As I prepare to start my research I have become increasingly frustrated trying to understand the hazard-independent and hazard-dependent parameters that affect the locations I will be researching.
Over the past week, I have been studying the work of Schneinderbauer and Ehrlich looking for answers, looking for insights to determine how parameters can be useful when there is no confirmed data.
In a few weeks I will be leaving to Fiji, where I will be working with the United Nations Development Programme in order to gain a better insights of hazard-independent parameters that make the South Pacific resilient (or not) to extreme weather.

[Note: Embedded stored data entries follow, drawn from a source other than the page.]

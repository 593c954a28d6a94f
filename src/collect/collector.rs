use std::path::Path;
use std::process::Command;

use serde::{Deserialize, Serialize};
use thiserror::Error;

use crate::config::{SourceConfig, SourceKind};
use crate::store::Status;

/// Record kind routed to the DNS record table.
pub const KIND_DNS_RECORD: &str = "dns_record";
/// Record kind routed to the DNS domain table.
pub const KIND_DNS_DOMAIN: &str = "dns_domain";

/// A normalized inventory record, the shape every collector produces and the
/// snapshot store persists. Every kind other than the two DNS kinds lands in
/// the generic inventory table.
#[derive(Debug, Clone, Default, Serialize, Deserialize)]
pub struct Record {
    /// Source name; stamped by the run loop, not by collectors.
    #[serde(default)]
    pub source: String,
    #[serde(rename = "type")]
    pub kind: String,
    pub name: Option<String>,
    pub id: Option<String>,
    pub cluster: Option<String>,
    pub project: Option<String>,
    pub location: Option<String>,
    pub created: Option<String>,
    pub cpus: Option<i64>,
    pub memory: Option<i64>,
    pub disks: Option<i64>,
    pub storage: Option<i64>,
    pub primary_ip: Option<String>,
    pub os: Option<String>,
    pub os_family: Option<String>,
    pub status: Option<String>,
    pub is_on: Option<i64>,
    pub owner: Option<String>,
    pub description: Option<String>,
    pub tags: Option<serde_json::Value>,
    pub networks: Option<serde_json::Value>,
    pub storages: Option<serde_json::Value>,
    /// Serialized key/value payload; decoded by the snapshot writer for DNS
    /// kinds and surfaced as queryable columns.
    pub attributes: Option<String>,
    /// Raw provider object, serialized as-is.
    pub details: Option<String>,
}

impl Record {
    pub fn new(kind: &str) -> Record {
        Record {
            kind: kind.to_string(),
            ..Record::default()
        }
    }
}

#[derive(Debug, Error)]
pub enum CollectError {
    #[error("source has no export command configured")]
    NoCommand,

    #[error("failed to run {command}: {source}")]
    Spawn {
        command: String,
        #[source]
        source: std::io::Error,
    },

    #[error("{command} exited with status {code}: {stderr}")]
    Command {
        command: String,
        code: i32,
        stderr: String,
    },

    #[error("invalid payload from {command}: {source}")]
    Payload {
        command: String,
        #[source]
        source: serde_json::Error,
    },
}

impl CollectError {
    /// Status-log status for this failure: a command that launched and exited
    /// non-zero is FAIL, everything the collector could not attempt or could
    /// not understand is ERROR.
    pub fn status(&self) -> Status {
        match self {
            CollectError::Command { .. } => Status::Fail,
            _ => Status::Error,
        }
    }
}

pub trait Collector {
    /// Source name this collector reports under.
    fn name(&self) -> &str;
    fn available(&self) -> bool;
    fn collect(&mut self) -> Result<Vec<Record>, CollectError>;
}

/// Build the collector for a configured source, selected by kind.
pub fn for_source(source: &SourceConfig) -> Box<dyn Collector> {
    match source.kind {
        SourceKind::Compute => Box::new(super::compute::ComputeCollector::new(source.clone())),
        SourceKind::LoadBalancer => {
            Box::new(super::loadbalancer::LoadBalancerCollector::new(source.clone()))
        }
        SourceKind::ObjectStorage => {
            Box::new(super::objectstorage::ObjectStorageCollector::new(source.clone()))
        }
        SourceKind::Dns => Box::new(super::dns::DnsCollector::new(source.clone())),
    }
}

/// Run a source's export command and parse its stdout as one JSON document.
pub(crate) fn run_export(command: &[String]) -> Result<serde_json::Value, CollectError> {
    let program = command.first().ok_or(CollectError::NoCommand)?;
    let display = command.join(" ");

    let output = Command::new(program)
        .args(&command[1..])
        .output()
        .map_err(|e| CollectError::Spawn {
            command: display.clone(),
            source: e,
        })?;

    if !output.status.success() {
        return Err(CollectError::Command {
            command: display,
            code: output.status.code().unwrap_or(-1),
            stderr: String::from_utf8_lossy(&output.stderr).trim().to_string(),
        });
    }

    serde_json::from_slice(&output.stdout).map_err(|e| CollectError::Payload {
        command: display,
        source: e,
    })
}

/// True when the export command's program can be found, either as an explicit
/// path or somewhere on PATH.
pub(crate) fn command_available(command: &[String]) -> bool {
    let Some(program) = command.first() else {
        return false;
    };

    if program.contains(std::path::MAIN_SEPARATOR) {
        return Path::new(program).exists();
    }

    let Some(paths) = std::env::var_os("PATH") else {
        return false;
    };

    std::env::split_paths(&paths).any(|dir| dir.join(program).is_file())
}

Focusing on poverty reduction and gender, I will work with UNDP in order to determine how the existent social and administrative systems of the south pacific (or the status quo) may influence the ability of the communities in the South Pacific to prepare for increased extreme-weather events. I will be trying to understand how gender and poverty, and their related indexes
and indicators, might be able to help us understand how vulnerable a community is. If the female population of a giving township suffers of political discrimination, economic disadvantage, limited infrastructure and resources accessibility, lack of civil protection, limited participation in decision-making or simple cultural oppression, this community (I hypothesize) would be less likely to respond effectively to extreme weather events. Similarly, the well-being of a national/regional/communal
farming system and the related land-tenure policies should allow me to get insights of the vulnerability of rural communities. In other words, understanding the hazard-independent parameters of the communities I will be visiting will require me to understand an interdisciplinary approach to link what we know to that we don’t know.
Perhaps, the most challenging aspect of understand our increased global vulnerability to climate change is finding common denominators when our understanding of vulnerability is strongly tied to context-dependent political, cultural, and socio-economic factors. For now, I shall continue thinking of water as a common denominator.